(Collected data)
== == ==

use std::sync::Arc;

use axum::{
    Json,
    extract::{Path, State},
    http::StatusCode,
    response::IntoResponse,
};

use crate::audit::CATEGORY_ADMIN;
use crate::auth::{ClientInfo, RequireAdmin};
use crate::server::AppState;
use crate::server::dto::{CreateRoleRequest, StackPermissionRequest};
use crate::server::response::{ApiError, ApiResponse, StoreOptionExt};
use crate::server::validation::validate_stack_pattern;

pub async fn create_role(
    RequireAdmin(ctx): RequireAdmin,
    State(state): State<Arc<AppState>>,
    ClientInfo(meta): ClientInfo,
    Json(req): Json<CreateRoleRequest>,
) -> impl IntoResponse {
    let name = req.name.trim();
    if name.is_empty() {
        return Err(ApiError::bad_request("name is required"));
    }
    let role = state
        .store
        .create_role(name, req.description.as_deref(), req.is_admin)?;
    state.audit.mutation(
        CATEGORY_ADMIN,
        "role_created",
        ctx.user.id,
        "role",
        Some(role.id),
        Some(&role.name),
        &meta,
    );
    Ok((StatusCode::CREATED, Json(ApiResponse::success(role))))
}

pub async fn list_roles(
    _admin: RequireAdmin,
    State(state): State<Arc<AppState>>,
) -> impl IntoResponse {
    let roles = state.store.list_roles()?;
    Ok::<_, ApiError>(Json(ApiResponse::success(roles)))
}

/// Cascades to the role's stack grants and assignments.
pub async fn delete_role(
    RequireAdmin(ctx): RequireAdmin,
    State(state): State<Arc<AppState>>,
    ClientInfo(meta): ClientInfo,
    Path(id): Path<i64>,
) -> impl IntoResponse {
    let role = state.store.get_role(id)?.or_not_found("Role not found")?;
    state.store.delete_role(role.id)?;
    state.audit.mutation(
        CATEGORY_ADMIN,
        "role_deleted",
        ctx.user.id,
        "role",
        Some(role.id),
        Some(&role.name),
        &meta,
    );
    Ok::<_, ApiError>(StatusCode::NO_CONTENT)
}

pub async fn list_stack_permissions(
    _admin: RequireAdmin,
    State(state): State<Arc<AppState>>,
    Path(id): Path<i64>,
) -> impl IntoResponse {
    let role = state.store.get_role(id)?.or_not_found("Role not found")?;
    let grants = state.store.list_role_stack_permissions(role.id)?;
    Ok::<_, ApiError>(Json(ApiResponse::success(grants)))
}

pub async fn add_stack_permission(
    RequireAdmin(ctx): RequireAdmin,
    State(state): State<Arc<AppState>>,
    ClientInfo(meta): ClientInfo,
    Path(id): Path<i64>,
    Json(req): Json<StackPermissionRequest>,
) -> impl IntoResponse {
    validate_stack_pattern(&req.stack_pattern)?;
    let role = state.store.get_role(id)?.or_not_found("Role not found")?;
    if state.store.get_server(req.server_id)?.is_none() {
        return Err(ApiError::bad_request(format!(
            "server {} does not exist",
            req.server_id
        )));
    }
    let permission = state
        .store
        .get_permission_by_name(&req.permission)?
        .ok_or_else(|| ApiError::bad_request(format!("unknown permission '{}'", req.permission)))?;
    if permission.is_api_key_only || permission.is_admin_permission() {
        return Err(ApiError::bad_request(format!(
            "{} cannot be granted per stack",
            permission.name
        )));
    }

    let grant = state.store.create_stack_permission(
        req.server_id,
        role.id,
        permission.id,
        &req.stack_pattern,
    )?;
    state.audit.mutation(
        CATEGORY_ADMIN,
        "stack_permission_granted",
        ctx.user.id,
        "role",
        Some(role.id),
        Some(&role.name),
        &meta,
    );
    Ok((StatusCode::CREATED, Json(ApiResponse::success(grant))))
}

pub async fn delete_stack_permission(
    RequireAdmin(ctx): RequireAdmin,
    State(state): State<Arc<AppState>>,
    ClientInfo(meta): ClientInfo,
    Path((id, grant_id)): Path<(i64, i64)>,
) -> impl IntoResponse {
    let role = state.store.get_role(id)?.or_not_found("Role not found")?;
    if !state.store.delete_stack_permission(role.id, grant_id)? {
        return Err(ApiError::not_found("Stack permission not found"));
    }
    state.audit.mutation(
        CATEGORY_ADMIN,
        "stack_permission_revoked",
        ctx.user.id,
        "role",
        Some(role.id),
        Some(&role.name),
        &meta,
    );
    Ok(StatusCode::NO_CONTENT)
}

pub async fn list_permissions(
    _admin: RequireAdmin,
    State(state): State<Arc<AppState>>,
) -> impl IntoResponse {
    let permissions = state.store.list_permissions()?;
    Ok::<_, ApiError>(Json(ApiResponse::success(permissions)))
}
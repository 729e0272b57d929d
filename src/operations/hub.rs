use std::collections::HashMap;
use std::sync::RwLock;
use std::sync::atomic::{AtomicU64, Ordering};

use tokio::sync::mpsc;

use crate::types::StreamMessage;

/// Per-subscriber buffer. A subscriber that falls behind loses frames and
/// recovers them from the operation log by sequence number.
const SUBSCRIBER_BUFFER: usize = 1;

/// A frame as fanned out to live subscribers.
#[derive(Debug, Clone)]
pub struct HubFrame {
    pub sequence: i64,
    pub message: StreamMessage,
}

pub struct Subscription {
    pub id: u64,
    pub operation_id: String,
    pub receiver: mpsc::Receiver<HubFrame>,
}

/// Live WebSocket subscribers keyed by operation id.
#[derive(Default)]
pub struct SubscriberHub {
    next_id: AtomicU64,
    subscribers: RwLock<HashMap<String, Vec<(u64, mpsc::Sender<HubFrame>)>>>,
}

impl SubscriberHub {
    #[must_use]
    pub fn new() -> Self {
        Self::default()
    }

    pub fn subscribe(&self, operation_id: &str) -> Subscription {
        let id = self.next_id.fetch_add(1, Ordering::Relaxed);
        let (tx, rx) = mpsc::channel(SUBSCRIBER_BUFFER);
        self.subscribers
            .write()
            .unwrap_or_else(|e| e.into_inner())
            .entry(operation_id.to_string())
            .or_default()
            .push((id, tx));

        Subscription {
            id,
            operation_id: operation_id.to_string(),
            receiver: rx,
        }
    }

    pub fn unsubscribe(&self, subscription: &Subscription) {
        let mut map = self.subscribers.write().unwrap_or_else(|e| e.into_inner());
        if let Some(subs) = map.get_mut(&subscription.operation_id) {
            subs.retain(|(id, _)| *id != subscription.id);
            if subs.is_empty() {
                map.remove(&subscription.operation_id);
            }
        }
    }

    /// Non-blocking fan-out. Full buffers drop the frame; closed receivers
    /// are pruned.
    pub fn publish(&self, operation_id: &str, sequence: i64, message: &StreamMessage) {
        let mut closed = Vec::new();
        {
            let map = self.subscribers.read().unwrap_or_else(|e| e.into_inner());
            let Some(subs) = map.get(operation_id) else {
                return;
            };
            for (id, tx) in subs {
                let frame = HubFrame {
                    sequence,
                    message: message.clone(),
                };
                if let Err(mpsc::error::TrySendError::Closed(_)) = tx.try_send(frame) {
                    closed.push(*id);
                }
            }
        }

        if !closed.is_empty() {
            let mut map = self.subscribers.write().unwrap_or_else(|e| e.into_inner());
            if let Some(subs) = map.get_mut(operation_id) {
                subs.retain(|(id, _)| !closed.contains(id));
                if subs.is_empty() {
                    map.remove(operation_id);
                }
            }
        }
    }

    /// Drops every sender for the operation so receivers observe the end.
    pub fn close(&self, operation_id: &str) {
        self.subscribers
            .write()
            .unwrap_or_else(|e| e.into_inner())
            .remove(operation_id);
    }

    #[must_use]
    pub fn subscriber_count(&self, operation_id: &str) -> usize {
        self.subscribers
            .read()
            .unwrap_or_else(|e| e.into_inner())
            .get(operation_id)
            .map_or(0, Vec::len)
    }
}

== == ==

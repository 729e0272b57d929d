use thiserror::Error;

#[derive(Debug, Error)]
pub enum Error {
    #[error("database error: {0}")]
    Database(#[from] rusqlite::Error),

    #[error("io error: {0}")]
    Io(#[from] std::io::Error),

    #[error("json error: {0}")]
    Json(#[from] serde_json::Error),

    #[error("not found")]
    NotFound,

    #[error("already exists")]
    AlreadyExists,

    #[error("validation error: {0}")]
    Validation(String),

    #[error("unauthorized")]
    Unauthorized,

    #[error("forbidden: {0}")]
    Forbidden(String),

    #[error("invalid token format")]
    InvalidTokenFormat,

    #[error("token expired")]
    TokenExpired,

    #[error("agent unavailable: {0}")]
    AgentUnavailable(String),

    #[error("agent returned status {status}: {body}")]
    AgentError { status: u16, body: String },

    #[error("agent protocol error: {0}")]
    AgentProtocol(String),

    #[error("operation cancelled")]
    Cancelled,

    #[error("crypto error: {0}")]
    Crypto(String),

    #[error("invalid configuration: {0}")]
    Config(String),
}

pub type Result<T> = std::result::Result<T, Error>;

== == ==

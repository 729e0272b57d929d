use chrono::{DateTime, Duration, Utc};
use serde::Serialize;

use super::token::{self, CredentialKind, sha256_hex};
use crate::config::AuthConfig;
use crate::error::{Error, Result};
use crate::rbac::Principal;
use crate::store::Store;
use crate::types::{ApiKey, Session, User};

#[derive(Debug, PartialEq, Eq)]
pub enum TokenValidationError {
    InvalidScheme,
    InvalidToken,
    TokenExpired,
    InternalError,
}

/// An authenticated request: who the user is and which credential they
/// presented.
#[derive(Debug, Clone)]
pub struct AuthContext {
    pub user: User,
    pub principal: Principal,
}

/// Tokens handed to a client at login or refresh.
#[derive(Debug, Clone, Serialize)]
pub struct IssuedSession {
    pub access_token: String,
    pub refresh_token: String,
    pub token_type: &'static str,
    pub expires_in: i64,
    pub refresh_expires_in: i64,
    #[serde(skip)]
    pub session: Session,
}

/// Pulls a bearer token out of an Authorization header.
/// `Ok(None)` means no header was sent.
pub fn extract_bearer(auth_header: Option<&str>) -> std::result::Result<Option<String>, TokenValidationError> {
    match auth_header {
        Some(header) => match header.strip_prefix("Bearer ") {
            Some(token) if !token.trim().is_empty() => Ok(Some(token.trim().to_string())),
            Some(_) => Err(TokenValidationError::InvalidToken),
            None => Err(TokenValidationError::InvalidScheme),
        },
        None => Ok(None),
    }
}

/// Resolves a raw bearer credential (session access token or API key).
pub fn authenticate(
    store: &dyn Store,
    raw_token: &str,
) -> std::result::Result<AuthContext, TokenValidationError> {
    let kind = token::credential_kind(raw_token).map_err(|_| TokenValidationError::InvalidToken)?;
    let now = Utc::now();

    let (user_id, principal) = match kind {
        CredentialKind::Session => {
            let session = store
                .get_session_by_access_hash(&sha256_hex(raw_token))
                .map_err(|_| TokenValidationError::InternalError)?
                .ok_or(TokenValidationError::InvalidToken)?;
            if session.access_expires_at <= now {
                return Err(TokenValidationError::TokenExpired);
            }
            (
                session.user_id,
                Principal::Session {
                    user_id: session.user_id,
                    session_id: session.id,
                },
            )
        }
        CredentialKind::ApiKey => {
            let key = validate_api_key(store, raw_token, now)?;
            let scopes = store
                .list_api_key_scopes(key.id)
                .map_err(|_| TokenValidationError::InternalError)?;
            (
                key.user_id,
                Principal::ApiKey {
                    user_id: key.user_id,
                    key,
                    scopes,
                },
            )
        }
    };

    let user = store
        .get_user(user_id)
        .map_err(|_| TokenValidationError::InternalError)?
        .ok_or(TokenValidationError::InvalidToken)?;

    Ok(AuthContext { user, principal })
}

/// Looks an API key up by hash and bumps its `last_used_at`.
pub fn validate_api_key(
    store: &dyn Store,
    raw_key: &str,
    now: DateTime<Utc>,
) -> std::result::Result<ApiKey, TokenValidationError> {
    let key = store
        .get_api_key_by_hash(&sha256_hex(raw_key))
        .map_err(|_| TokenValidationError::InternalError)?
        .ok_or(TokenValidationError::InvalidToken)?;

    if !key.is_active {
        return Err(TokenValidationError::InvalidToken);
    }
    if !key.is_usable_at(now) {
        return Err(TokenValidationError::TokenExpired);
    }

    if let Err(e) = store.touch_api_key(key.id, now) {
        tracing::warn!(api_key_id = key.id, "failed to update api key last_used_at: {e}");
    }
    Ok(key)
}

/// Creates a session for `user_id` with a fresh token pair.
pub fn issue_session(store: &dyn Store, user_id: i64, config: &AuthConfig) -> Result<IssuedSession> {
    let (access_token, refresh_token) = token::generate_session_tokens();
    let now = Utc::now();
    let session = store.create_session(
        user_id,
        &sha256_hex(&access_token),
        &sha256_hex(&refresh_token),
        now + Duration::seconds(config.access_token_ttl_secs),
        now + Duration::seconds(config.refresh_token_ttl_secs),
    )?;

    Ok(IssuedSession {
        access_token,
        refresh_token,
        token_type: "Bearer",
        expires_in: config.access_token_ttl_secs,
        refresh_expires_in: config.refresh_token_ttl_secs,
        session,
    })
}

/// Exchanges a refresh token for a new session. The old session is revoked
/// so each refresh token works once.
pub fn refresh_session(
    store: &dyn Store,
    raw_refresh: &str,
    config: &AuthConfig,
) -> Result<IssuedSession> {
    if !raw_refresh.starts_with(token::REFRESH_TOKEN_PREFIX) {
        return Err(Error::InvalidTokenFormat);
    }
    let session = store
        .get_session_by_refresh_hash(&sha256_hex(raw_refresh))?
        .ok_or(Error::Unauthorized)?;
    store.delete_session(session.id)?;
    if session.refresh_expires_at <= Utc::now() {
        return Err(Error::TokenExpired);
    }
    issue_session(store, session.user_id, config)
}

== == ==

**Problem**:
Your job is to return all lines above that hold the word "async".

**Written answer**:
pub async fn create_role(
pub async fn list_roles(
pub async fn delete_role(
pub async fn list_stack_permissions(
pub async fn add_stack_permission(
pub async fn delete_stack_permission(
pub async fn list_permissions(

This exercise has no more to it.